Ai Weiwei

Ai Weiwei

Ai Weiwei

Ai Weiwei (Chinese: 艾 未 未; Pinyin: Wi Wèiwèi, born August 28, 1957) is a contemporary Chinese artist and activist. As a political activist, he has criticized and opposed the Chinese government’s stance on democracy and human rights. Ai Weiwei is one of the critics of the Chinese government in the field of human rights. He uses Chinese art formats to depict Chinese political and social issues.


He was born on August 28, 1957 in Beijing. His father, Ai Qing, was a famous poet who was Mao Zedong’s cultural adviser, but in 1958, with the start of the anti-intellectual movement in China, he and his family were exiled to a labor camp in Heilongjiang.

Ai Weiwei enrolled in the Beijing Film School in 1978 to study film, but dropped out two years later.

He moved to the United States in 1981 and moved to New York City in 1983; He spent his life gardening and caring for children, but studied Western art and discovered artists such as Alan Ginsberg, Jasper Johns, Andy Warhol, and Marcel Duchamp.

Influenced by Duchamp, he created one of his first famous works in 1985. In 1989, the first review of his work was held in Hong Kong.

Ai Weiwei returned to China in 1993 when his father was ill.
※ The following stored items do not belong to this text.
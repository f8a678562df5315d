//! In-memory broker, store and publisher fakes for pipeline tests.
//!
//! `FakeBroker` models the parts of a JetStream durable consumer the
//! processor relies on: a delivery counter per message, redelivery on nak,
//! and no further deliveries once a message was delivered `max_deliver` times.

#![allow(dead_code)]

use async_trait::async_trait;
use bytes::Bytes;
use event_schema::{Event, FunnelStage, Source};
use event_store::{
    BatchInsertSummary, EventRepository, InsertOutcome, StoreError, StoreResult,
};
use events_service::{
    BatchProcessor, BrokerError, BrokerPublisher, BrokerResult, ConsumerConfig, ConsumerStatus,
    DeadLetterRouter, FetchError, InboundMessage, MessageSource, PipelineMetrics,
};
use prometheus::Registry;
use serde_json::json;
use std::collections::{HashMap, HashSet, VecDeque};
use std::sync::atomic::{AtomicBool, AtomicUsize, Ordering};
use std::sync::{Arc, Mutex};
use std::time::Duration;

pub const DLQ_SUBJECT: &str = "dlq.events";

#[derive(Debug, Clone, Copy, PartialEq, Eq)]
pub enum Settlement {
    Ack,
    Nak,
    Term,
}

pub fn event(source: Source, stage: FunnelStage, event_type: &str) -> Event {
    Event::new(
        uuid::Uuid::new_v4().to_string(),
        source,
        stage,
        event_type,
        json!({"campaign": {"campaignId": "cmp-1"}}),
    )
}

pub fn facebook_purchase() -> Event {
    event(Source::Facebook, FunnelStage::Bottom, "purchase")
}

pub fn payload_of(event: &Event) -> Vec<u8> {
    serde_json::to_vec(event).unwrap()
}

struct Pending {
    tag: usize,
    payload: Vec<u8>,
    delivered: u64,
}

#[derive(Default)]
struct BrokerState {
    queue: VecDeque<Pending>,
    in_flight: usize,
    next_tag: usize,
    settlements: Vec<(usize, Settlement)>,
    deliveries: HashMap<usize, u64>,
}

/// Durable-consumer fake; naked messages go back to the end of the queue.
#[derive(Clone)]
pub struct FakeBroker {
    state: Arc<Mutex<BrokerState>>,
    max_deliver: u64,
    fail_fetches: Arc<AtomicUsize>,
    fail_ack: Arc<AtomicBool>,
    empty_batches: Arc<AtomicBool>,
    fetch_calls: Arc<AtomicUsize>,
}

impl FakeBroker {
    pub fn new(max_deliver: u64) -> Self {
        Self {
            state: Arc::new(Mutex::new(BrokerState::default())),
            max_deliver,
            fail_fetches: Arc::new(AtomicUsize::new(0)),
            fail_ack: Arc::new(AtomicBool::new(false)),
            empty_batches: Arc::new(AtomicBool::new(false)),
            fetch_calls: Arc::new(AtomicUsize::new(0)),
        }
    }

    /// Enqueue a payload; returns its tag
    pub fn push(&self, payload: Vec<u8>) -> usize {
        let mut state = self.state.lock().unwrap();
        let tag = state.next_tag;
        state.next_tag += 1;
        state.queue.push_back(Pending {
            tag,
            payload,
            delivered: 0,
        });
        tag
    }

    pub fn push_event(&self, event: &Event) -> usize {
        self.push(payload_of(event))
    }

    /// Make the next `n` fetches fail with a broker fault
    pub fn fail_next_fetches(&self, n: usize) {
        self.fail_fetches.store(n, Ordering::SeqCst);
    }

    /// Answer an empty queue with `Ok(vec![])` instead of `FetchError::Idle`
    pub fn idle_as_empty_batch(&self, empty: bool) {
        self.empty_batches.store(empty, Ordering::SeqCst);
    }

    pub fn fetch_calls(&self) -> usize {
        self.fetch_calls.load(Ordering::SeqCst)
    }

    pub fn fail_acks(&self, fail: bool) {
        self.fail_ack.store(fail, Ordering::SeqCst);
    }

    pub fn settlements(&self, tag: usize) -> Vec<Settlement> {
        self.state
            .lock()
            .unwrap()
            .settlements
            .iter()
            .filter(|(t, _)| *t == tag)
            .map(|(_, s)| *s)
            .collect()
    }

    pub fn deliveries(&self, tag: usize) -> u64 {
        self.state
            .lock()
            .unwrap()
            .deliveries
            .get(&tag)
            .copied()
            .unwrap_or(0)
    }

    pub fn queued(&self) -> usize {
        self.state.lock().unwrap().queue.len()
    }

    /// Fetch and hand out a batch directly, bypassing the trait
    pub fn take(&self, max: usize) -> Vec<FakeMessage> {
        let mut state = self.state.lock().unwrap();
        let mut batch = Vec::new();
        while batch.len() < max {
            let Some(mut pending) = state.queue.pop_front() else {
                break;
            };
            pending.delivered += 1;
            state.deliveries.insert(pending.tag, pending.delivered);
            state.in_flight += 1;
            batch.push(FakeMessage {
                tag: pending.tag,
                payload: pending.payload,
                delivered: pending.delivered,
                broker: self.clone(),
            });
        }
        batch
    }

    fn settle(&self, message: &FakeMessage, settlement: Settlement) -> BrokerResult<()> {
        if self.fail_ack.load(Ordering::SeqCst) {
            return Err(BrokerError::Ack("connection closed".into()));
        }

        let mut state = self.state.lock().unwrap();
        state.settlements.push((message.tag, settlement));
        state.in_flight = state.in_flight.saturating_sub(1);

        if settlement == Settlement::Nak && message.delivered < self.max_deliver {
            state.queue.push_back(Pending {
                tag: message.tag,
                payload: message.payload.clone(),
                delivered: message.delivered,
            });
        }
        Ok(())
    }
}

#[async_trait]
impl MessageSource for FakeBroker {
    type Message = FakeMessage;

    async fn fetch(
        &self,
        max_messages: usize,
        _expires: Duration,
    ) -> Result<Vec<FakeMessage>, FetchError> {
        self.fetch_calls.fetch_add(1, Ordering::SeqCst);

        let remaining = self.fail_fetches.load(Ordering::SeqCst);
        if remaining > 0 {
            self.fail_fetches.store(remaining - 1, Ordering::SeqCst);
            return Err(FetchError::Broker("connection refused".into()));
        }

        let batch = self.take(max_messages);
        if batch.is_empty() && !self.empty_batches.load(Ordering::SeqCst) {
            return Err(FetchError::Idle);
        }
        Ok(batch)
    }

    async fn status(&self) -> BrokerResult<ConsumerStatus> {
        let state = self.state.lock().unwrap();
        Ok(ConsumerStatus {
            pending: state.queue.len() as u64,
            ack_pending: state.in_flight as u64,
        })
    }
}

pub struct FakeMessage {
    pub tag: usize,
    payload: Vec<u8>,
    delivered: u64,
    broker: FakeBroker,
}

#[async_trait]
impl InboundMessage for FakeMessage {
    fn payload(&self) -> &[u8] {
        &self.payload
    }

    fn delivery_count(&self) -> u64 {
        self.delivered
    }

    async fn ack(&self) -> BrokerResult<()> {
        self.broker.settle(self, Settlement::Ack)
    }

    async fn nak(&self) -> BrokerResult<()> {
        self.broker.settle(self, Settlement::Nak)
    }

    async fn term(&self) -> BrokerResult<()> {
        self.broker.settle(self, Settlement::Term)
    }
}

/// Store fake with the same conflict-ignore semantics as the Postgres store
#[derive(Default)]
pub struct FakeStore {
    rows: Mutex<HashMap<String, Event>>,
    fail_batch: AtomicBool,
    failing_ids: Mutex<HashSet<String>>,
    single_delay: Mutex<Option<Duration>>,
    in_flight: AtomicUsize,
    max_in_flight: AtomicUsize,
    single_calls: AtomicUsize,
    batch_calls: AtomicUsize,
}

impl FakeStore {
    pub fn new() -> Self {
        Self::default()
    }

    pub fn fail_batches(&self, fail: bool) {
        self.fail_batch.store(fail, Ordering::SeqCst);
    }

    /// Every insert of this identity fails with a transient error
    pub fn fail_event(&self, event_id: &str) {
        self.failing_ids
            .lock()
            .unwrap()
            .insert(event_id.to_string());
    }

    pub fn recover_event(&self, event_id: &str) {
        self.failing_ids.lock().unwrap().remove(event_id);
    }

    pub fn slow_single_inserts(&self, delay: Duration) {
        *self.single_delay.lock().unwrap() = Some(delay);
    }

    pub fn seed(&self, event: &Event) {
        self.rows
            .lock()
            .unwrap()
            .insert(event.event_id.clone(), event.clone());
    }

    pub fn row_count(&self) -> usize {
        self.rows.lock().unwrap().len()
    }

    pub fn contains(&self, event_id: &str) -> bool {
        self.rows.lock().unwrap().contains_key(event_id)
    }

    pub fn max_in_flight(&self) -> usize {
        self.max_in_flight.load(Ordering::SeqCst)
    }

    pub fn single_calls(&self) -> usize {
        self.single_calls.load(Ordering::SeqCst)
    }

    pub fn batch_calls(&self) -> usize {
        self.batch_calls.load(Ordering::SeqCst)
    }

    fn is_failing(&self, event_id: &str) -> bool {
        self.failing_ids.lock().unwrap().contains(event_id)
    }

    fn transient_error() -> StoreError {
        StoreError::Database(sqlx::Error::PoolTimedOut)
    }
}

#[async_trait]
impl EventRepository for FakeStore {
    async fn insert_one(&self, event: &Event) -> StoreResult<InsertOutcome> {
        self.single_calls.fetch_add(1, Ordering::SeqCst);
        let now = self.in_flight.fetch_add(1, Ordering::SeqCst) + 1;
        self.max_in_flight.fetch_max(now, Ordering::SeqCst);

        let delay = *self.single_delay.lock().unwrap();
        if let Some(delay) = delay {
            tokio::time::sleep(delay).await;
        }

        let result = if self.is_failing(&event.event_id) {
            Err(Self::transient_error())
        } else {
            let mut rows = self.rows.lock().unwrap();
            if rows.contains_key(&event.event_id) {
                Ok(InsertOutcome::Duplicate)
            } else {
                rows.insert(event.event_id.clone(), event.clone());
                Ok(InsertOutcome::Inserted)
            }
        };

        self.in_flight.fetch_sub(1, Ordering::SeqCst);
        result
    }

    async fn insert_batch(&self, events: &[Event]) -> StoreResult<BatchInsertSummary> {
        self.batch_calls.fetch_add(1, Ordering::SeqCst);
        if events.is_empty() {
            return Ok(BatchInsertSummary::default());
        }
        if self.fail_batch.load(Ordering::SeqCst)
            || events.iter().any(|e| self.is_failing(&e.event_id))
        {
            return Err(Self::transient_error());
        }

        let mut rows = self.rows.lock().unwrap();
        let mut inserted_ids = HashSet::new();
        for event in events {
            if !rows.contains_key(&event.event_id) {
                rows.insert(event.event_id.clone(), event.clone());
                inserted_ids.insert(event.event_id.clone());
            }
        }

        Ok(BatchInsertSummary {
            requested: events.len(),
            inserted_ids,
        })
    }
}

/// Records published payloads; can be switched to fail
#[derive(Default)]
pub struct FakePublisher {
    sent: Mutex<Vec<(String, Bytes)>>,
    fail: AtomicBool,
}

impl FakePublisher {
    pub fn new() -> Self {
        Self::default()
    }

    pub fn fail(&self, fail: bool) {
        self.fail.store(fail, Ordering::SeqCst);
    }

    pub fn sent(&self) -> Vec<(String, Bytes)> {
        self.sent.lock().unwrap().clone()
    }

    pub fn sent_to(&self, subject: &str) -> Vec<serde_json::Value> {
        self.sent()
            .into_iter()
            .filter(|(s, _)| s == subject)
            .map(|(_, payload)| serde_json::from_slice(&payload).unwrap())
            .collect()
    }
}

#[async_trait]
impl BrokerPublisher for FakePublisher {
    async fn publish(&self, subject: String, payload: Bytes) -> BrokerResult<()> {
        if self.fail.load(Ordering::SeqCst) {
            return Err(BrokerError::Publish("no responders available".into()));
        }
        self.sent.lock().unwrap().push((subject, payload));
        Ok(())
    }
}

pub type TestProcessor = BatchProcessor<FakeBroker, FakeStore, FakePublisher>;

pub struct Harness {
    pub broker: FakeBroker,
    pub store: Arc<FakeStore>,
    pub publisher: Arc<FakePublisher>,
    pub metrics: PipelineMetrics,
    pub processor: Arc<TestProcessor>,
}

impl Harness {
    pub fn new(config: ConsumerConfig) -> Self {
        let broker = FakeBroker::new(config.max_deliver);
        let store = Arc::new(FakeStore::new());
        let publisher = Arc::new(FakePublisher::new());
        let metrics = PipelineMetrics::new(&Registry::new());

        let processor = Arc::new(BatchProcessor::new(
            Arc::new(broker.clone()),
            Arc::clone(&store),
            DeadLetterRouter::new(Arc::clone(&publisher), DLQ_SUBJECT, config.max_deliver),
            metrics.clone(),
            config,
        ));

        Self {
            broker,
            store,
            publisher,
            metrics,
            processor,
        }
    }

    pub fn with_defaults() -> Self {
        Self::new(test_config())
    }

    /// Fetch and process one batch through the processor
    pub async fn cycle(&self) -> events_service::BatchReport {
        let batch = self.broker.take(self.processor.config().batch_size);
        self.processor.process_batch(batch).await
    }

    pub fn processed(&self, source: &str) -> u64 {
        self.metrics.processed.with_label_values(&[source]).get()
    }

    pub fn duplicates(&self, source: &str) -> u64 {
        self.metrics.duplicate.with_label_values(&[source]).get()
    }

    pub fn failed(&self, source: &str, reason: &str) -> u64 {
        self.metrics
            .failed
            .with_label_values(&[source, reason])
            .get()
    }
}

pub fn test_config() -> ConsumerConfig {
    ConsumerConfig {
        batch_size: 100,
        concurrency: 4,
        max_deliver: 5,
        fetch_expires_ms: 50,
        retry_backoff_ms: 10,
        metrics_interval_ms: 10,
        ..Default::default()
    }
}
A year later, he met his future wife, Lu Qing, and she appeared in one of his most famous photographs in Tiananmen Square.
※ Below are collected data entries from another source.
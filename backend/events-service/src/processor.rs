//! Pull-based batch processor.
//!
//! Each iteration fetches a bounded batch from the durable consumer, decodes
//! it, and tries to persist the whole batch with one idempotent bulk insert.
//! If the bulk insert fails, every decoded message is retried on its own with
//! bounded concurrency, and each message is individually acked, naked for
//! redelivery, or quarantined to the dead-letter subject and terminated.
//!
//! Messages that cannot be decoded are terminated immediately; redelivering
//! them cannot help.

use event_schema::{decode_event, DecodeError, Event};
use event_store::{EventRepository, InsertOutcome};
use futures::stream::{self, StreamExt};
use std::sync::Arc;
use tokio::task::JoinHandle;
use tokio::time::MissedTickBehavior;
use tokio_util::sync::CancellationToken;
use tracing::{debug, error, info, warn};

use crate::broker::{BrokerPublisher, BrokerResult, FetchError, InboundMessage, MessageSource};
use crate::config::ConsumerConfig;
use crate::dlq::DeadLetterRouter;
use crate::metrics::{FailureReason, PipelineMetrics};

/// Terminal (or redelivery) decision for one fetched message
#[derive(Debug, Clone, Copy, PartialEq, Eq)]
pub enum MessageOutcome {
    /// Could not be decoded; terminated
    Rejected(FailureReason),
    /// New row written; acked
    Persisted,
    /// Identity already stored; acked
    Duplicate,
    /// Transient store failure; naked for redelivery
    Retried,
    /// Deliveries exhausted; sent to the dead-letter subject and terminated
    Quarantined,
}

/// Per-batch tally of message outcomes
#[derive(Debug, Clone, Default, PartialEq, Eq)]
pub struct BatchReport {
    pub fetched: usize,
    pub persisted: usize,
    pub duplicates: usize,
    pub rejected: usize,
    pub retried: usize,
    pub quarantined: usize,
    /// Whether the bulk insert failed and messages were handled one by one
    pub used_fallback: bool,
}

impl BatchReport {
    fn new(fetched: usize) -> Self {
        Self {
            fetched,
            ..Default::default()
        }
    }

    pub fn record(&mut self, outcome: MessageOutcome) {
        match outcome {
            MessageOutcome::Rejected(_) => self.rejected += 1,
            MessageOutcome::Persisted => self.persisted += 1,
            MessageOutcome::Duplicate => self.duplicates += 1,
            MessageOutcome::Retried => self.retried += 1,
            MessageOutcome::Quarantined => self.quarantined += 1,
        }
    }

    /// Messages that reached an outcome; equals `fetched` for every batch
    pub fn accounted(&self) -> usize {
        self.persisted + self.duplicates + self.rejected + self.retried + self.quarantined
    }
}

/// Drives fetch, persistence and acknowledgement for one durable consumer.
pub struct BatchProcessor<S, R, P> {
    source: Arc<S>,
    store: Arc<R>,
    dead_letters: DeadLetterRouter<P>,
    metrics: PipelineMetrics,
    config: ConsumerConfig,
}

impl<S, R, P> BatchProcessor<S, R, P>
where
    S: MessageSource + 'static,
    R: EventRepository + 'static,
    P: BrokerPublisher + 'static,
{
    pub fn new(
        source: Arc<S>,
        store: Arc<R>,
        dead_letters: DeadLetterRouter<P>,
        metrics: PipelineMetrics,
        config: ConsumerConfig,
    ) -> Self {
        Self {
            source,
            store,
            dead_letters,
            metrics,
            config,
        }
    }

    pub fn config(&self) -> &ConsumerConfig {
        &self.config
    }

    /// Spawn the poll loop and the consumer-status loop.
    ///
    /// Both loops stop when `shutdown` is cancelled.
    pub fn start(self: Arc<Self>, shutdown: CancellationToken) -> ConsumerRuntime {
        let poll = tokio::spawn({
            let processor = Arc::clone(&self);
            let shutdown = shutdown.clone();
            async move { processor.run(shutdown).await }
        });

        let monitor = tokio::spawn({
            let processor = Arc::clone(&self);
            let shutdown = shutdown.clone();
            async move { processor.monitor(shutdown).await }
        });

        ConsumerRuntime {
            shutdown,
            poll,
            monitor,
        }
    }

    /// Poll loop. Cancellation is observed between iterations only.
    pub async fn run(&self, shutdown: CancellationToken) {
        info!(
            batch_size = self.config.batch_size,
            concurrency = self.config.effective_concurrency(),
            max_deliver = self.config.max_deliver,
            "Batch processor started"
        );

        while !shutdown.is_cancelled() {
            match self
                .source
                .fetch(self.config.batch_size, self.config.fetch_expires())
                .await
            {
                Ok(messages) if messages.is_empty() => {
                    debug!("Fetch returned an empty batch");
                    self.backoff(&shutdown).await;
                }
                Ok(messages) => {
                    let report = self.process_batch(messages).await;
                    debug!(
                        fetched = report.fetched,
                        persisted = report.persisted,
                        duplicates = report.duplicates,
                        rejected = report.rejected,
                        retried = report.retried,
                        quarantined = report.quarantined,
                        fallback = report.used_fallback,
                        "Batch processed"
                    );
                }
                Err(FetchError::Idle) => {
                    debug!("No messages available");
                    self.backoff(&shutdown).await;
                }
                Err(e) => {
                    error!(error = %e, "Batch fetch error");
                    self.backoff(&shutdown).await;
                }
            }
        }

        info!("Batch processor stopped");
    }

    /// Refresh the consumer backlog gauges until cancelled.
    pub async fn monitor(&self, shutdown: CancellationToken) {
        let mut interval = tokio::time::interval(self.config.metrics_interval());
        interval.set_missed_tick_behavior(MissedTickBehavior::Delay);

        loop {
            tokio::select! {
                _ = shutdown.cancelled() => break,
                _ = interval.tick() => {}
            }

            match self.source.status().await {
                Ok(status) => self.metrics.set_consumer_status(&status),
                Err(e) => error!(error = %e, "Error updating consumer metrics"),
            }
        }
    }

    async fn backoff(&self, shutdown: &CancellationToken) {
        tokio::select! {
            _ = shutdown.cancelled() => {}
            _ = tokio::time::sleep(self.config.retry_backoff()) => {}
        }
    }

    /// Decode, persist and settle one fetched batch.
    pub async fn process_batch(&self, messages: Vec<S::Message>) -> BatchReport {
        let mut report = BatchReport::new(messages.len());
        let mut decoded: Vec<(S::Message, Event)> = Vec::with_capacity(messages.len());

        for message in messages {
            match decode_event(message.payload()) {
                Ok(event) => decoded.push((message, event)),
                Err(e) => {
                    let outcome = self.reject(&message, &e).await;
                    report.record(outcome);
                }
            }
        }

        if decoded.is_empty() {
            return report;
        }

        let (messages, events): (Vec<S::Message>, Vec<Event>) = decoded.into_iter().unzip();

        match self.store.insert_batch(&events).await {
            Ok(summary) => {
                let duplicates = summary.duplicate_count();
                let mut first_inserts = summary.inserted_ids;

                for (message, event) in messages.iter().zip(events.iter()) {
                    settle(message.ack().await, "ack", &event.event_id);

                    // Later repeats of an inserted identity count as duplicates
                    let source = event.source.as_str();
                    if first_inserts.remove(&event.event_id) {
                        self.metrics.record_processed(source);
                        report.record(MessageOutcome::Persisted);
                    } else {
                        self.metrics.record_duplicate(source);
                        report.record(MessageOutcome::Duplicate);
                    }
                }

                if duplicates > 0 {
                    info!(
                        batch_size = events.len(),
                        duplicates,
                        "Batch contained already-stored events"
                    );
                }
            }
            Err(e) => {
                warn!(
                    error = %e,
                    batch_size = events.len(),
                    "Batch insert failed, falling back to individual processing"
                );
                report.used_fallback = true;

                let outcomes: Vec<MessageOutcome> = stream::iter(messages.into_iter().zip(events))
                    .map(|(message, event)| self.process_message(message, event))
                    .buffer_unordered(self.config.effective_concurrency())
                    .collect()
                    .await;

                for outcome in outcomes {
                    report.record(outcome);
                }
            }
        }

        report
    }

    /// Single-message path used when the bulk insert fails.
    pub async fn process_message(&self, message: S::Message, event: Event) -> MessageOutcome {
        let source = event.source.as_str();

        match self.store.insert_one(&event).await {
            Ok(InsertOutcome::Inserted) => {
                settle(message.ack().await, "ack", &event.event_id);
                self.metrics.record_processed(source);
                MessageOutcome::Persisted
            }
            Ok(InsertOutcome::Duplicate) => {
                settle(message.ack().await, "ack", &event.event_id);
                self.metrics.record_duplicate(source);
                debug!(event_id = %event.event_id, "Duplicate event skipped");
                MessageOutcome::Duplicate
            }
            Err(e) => {
                let delivery_count = message.delivery_count();

                if delivery_count >= self.config.max_deliver {
                    error!(
                        event_id = %event.event_id,
                        delivery_count,
                        error = %e,
                        "Event exceeded max deliveries, quarantining"
                    );
                    // Terminated whether or not the DLQ publish succeeded
                    self.dead_letters
                        .quarantine(&event, &e, delivery_count)
                        .await;
                    settle(message.term().await, "term", &event.event_id);
                    self.metrics
                        .record_failed(source, FailureReason::MaxRetriesExceeded);
                    MessageOutcome::Quarantined
                } else {
                    error!(
                        event_id = %event.event_id,
                        delivery_count,
                        max_deliver = self.config.max_deliver,
                        transient = e.is_transient(),
                        error = %e,
                        "Error processing event, scheduling redelivery"
                    );
                    settle(message.nak().await, "nak", &event.event_id);
                    self.metrics.record_failed(source, FailureReason::DbError);
                    MessageOutcome::Retried
                }
            }
        }
    }

    async fn reject(&self, message: &S::Message, err: &DecodeError) -> MessageOutcome {
        let reason = FailureReason::from(err);

        match err {
            DecodeError::Malformed(e) => {
                error!(error = %e, "Failed to decode message, terminating");
            }
            DecodeError::MissingIdentity { .. } => {
                error!(source = err.source_label(), "Event missing eventId, terminating");
            }
        }

        settle(message.term().await, "term", "-");
        self.metrics.record_failed(err.source_label(), reason);
        MessageOutcome::Rejected(reason)
    }
}

/// Acknowledgement failures do not change the outcome; the broker
/// redelivers after ack_wait and the store absorbs the repeat.
fn settle(result: BrokerResult<()>, action: &'static str, event_id: &str) {
    if let Err(e) = result {
        warn!(
            action,
            event_id = %event_id,
            error = %e,
            "Failed to settle message"
        );
    }
}

/// Handle to the running poll and monitor loops
pub struct ConsumerRuntime {
    shutdown: CancellationToken,
    poll: JoinHandle<()>,
    monitor: JoinHandle<()>,
}

impl ConsumerRuntime {
    /// Signal both loops to stop; in-flight work is not aborted.
    pub fn stop(&self) {
        if !self.shutdown.is_cancelled() {
            info!("Stopping batch processor");
        }
        self.shutdown.cancel();
    }

    pub fn is_stopped(&self) -> bool {
        self.shutdown.is_cancelled()
    }

    /// Wait for both loops to finish.
    pub async fn join(self) {
        if let Err(e) = self.poll.await {
            error!(error = %e, "Poll loop terminated abnormally");
        }
        if let Err(e) = self.monitor.await {
            error!(error = %e, "Consumer monitor terminated abnormally");
        }
    }
}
Over the years, he created photography, arrangement and performance art and became world famous.

From October 2010 to April 2011, a work by him entitled “Sunflower Seeds” was exhibited at the Tate Modern Museum in London.

Ai Weiwei was arrested at Beijing Capital International Airport on April 3, 2011, before flying to Hong Kong, and was detained until midnight on Wednesday, June 22, 2011, when he was released due to international pressure from the Chinese government.
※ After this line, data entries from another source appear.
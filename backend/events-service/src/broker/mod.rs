//! Broker abstractions used by the pipeline.
//!
//! The traits here are the seams between pipeline logic and the JetStream
//! client: [`BrokerPublisher`] for outbound publishes, [`MessageSource`] for the
//! durable pull consumer, and [`InboundMessage`] for the delivery envelope of a
//! fetched message. [`jetstream`] holds the `async-nats` implementations.

use async_trait::async_trait;
use bytes::Bytes;
use std::time::Duration;
use thiserror::Error;

pub mod jetstream;
pub mod topology;

pub use jetstream::{connect, JetStreamMessage, JetStreamPublisher, JetStreamSource};
pub use topology::{consumer_config, dead_letter_stream_config, ensure_topology, stream_config};

/// Result type alias for broker operations.
pub type BrokerResult<T> = Result<T, BrokerError>;

/// Errors raised by broker operations other than fetching.
#[derive(Error, Debug)]
pub enum BrokerError {
    /// Could not establish the broker connection
    #[error("Connection failed: {0}")]
    Connect(String),

    /// Stream or consumer could not be created or looked up
    #[error("Topology setup failed: {0}")]
    Topology(String),

    /// Publish was not acknowledged by the broker
    #[error("Publish failed: {0}")]
    Publish(String),

    /// Ack, nak or term could not be delivered
    #[error("Acknowledgement failed: {0}")]
    Ack(String),

    /// Consumer info request failed
    #[error("Consumer info unavailable: {0}")]
    Info(String),

    /// Serialization error
    #[error("Serialization error: {0}")]
    Serialization(#[from] serde_json::Error),
}

/// Outcome of a failed fetch.
#[derive(Error, Debug)]
pub enum FetchError {
    /// Fetch expired or the consumer had nothing to deliver; normal idling
    #[error("No messages available")]
    Idle,

    /// Connectivity or protocol fault
    #[error("Fetch failed: {0}")]
    Broker(String),
}

impl FetchError {
    /// Classify a client error message into idle vs. fault.
    pub fn classify(message: impl std::fmt::Display) -> Self {
        let message = message.to_string();
        let lowered = message.to_lowercase();
        if lowered.contains("timeout")
            || lowered.contains("timed out")
            || lowered.contains("no messages")
        {
            FetchError::Idle
        } else {
            FetchError::Broker(message)
        }
    }

    pub fn is_idle(&self) -> bool {
        matches!(self, FetchError::Idle)
    }
}

/// Snapshot of the durable consumer's backlog
#[derive(Debug, Clone, Copy, Default, PartialEq, Eq)]
pub struct ConsumerStatus {
    /// Messages in the stream not yet delivered to this consumer
    pub pending: u64,
    /// Messages delivered but not yet acknowledged
    pub ack_pending: u64,
}

/// Publishes raw payloads to the broker.
///
/// Implementations resolve only after the broker has persisted the message.
#[async_trait]
pub trait BrokerPublisher: Send + Sync {
    async fn publish(&self, subject: String, payload: Bytes) -> BrokerResult<()>;
}

/// A fetched message together with its delivery envelope.
#[async_trait]
pub trait InboundMessage: Send + Sync {
    fn payload(&self) -> &[u8];

    /// How many times the broker has delivered this message (1 on first delivery)
    fn delivery_count(&self) -> u64;

    /// Positive acknowledgement: processing is done
    async fn ack(&self) -> BrokerResult<()>;

    /// Negative acknowledgement: redeliver
    async fn nak(&self) -> BrokerResult<()>;

    /// Terminal acknowledgement: never redeliver
    async fn term(&self) -> BrokerResult<()>;
}

/// Pull side of a durable consumer.
#[async_trait]
pub trait MessageSource: Send + Sync {
    type Message: InboundMessage + 'static;

    /// Fetch up to `max_messages`, waiting at most `expires` for them.
    async fn fetch(
        &self,
        max_messages: usize,
        expires: Duration,
    ) -> Result<Vec<Self::Message>, FetchError>;

    async fn status(&self) -> BrokerResult<ConsumerStatus>;
}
He was banned from leaving the country after his release on charges of tax evasion. Chinese officials have asked him to pay a 15 million yen ($ 2.3 million) tax in 15 days. Critics of the Chinese government say the politically motivated accusation is intended to limit him.

Ai Weiwei’s passport was confiscated in 2011 when he was arrested, but he finally got his passport back on July 22, 2015, and can travel to London to exhibit his work.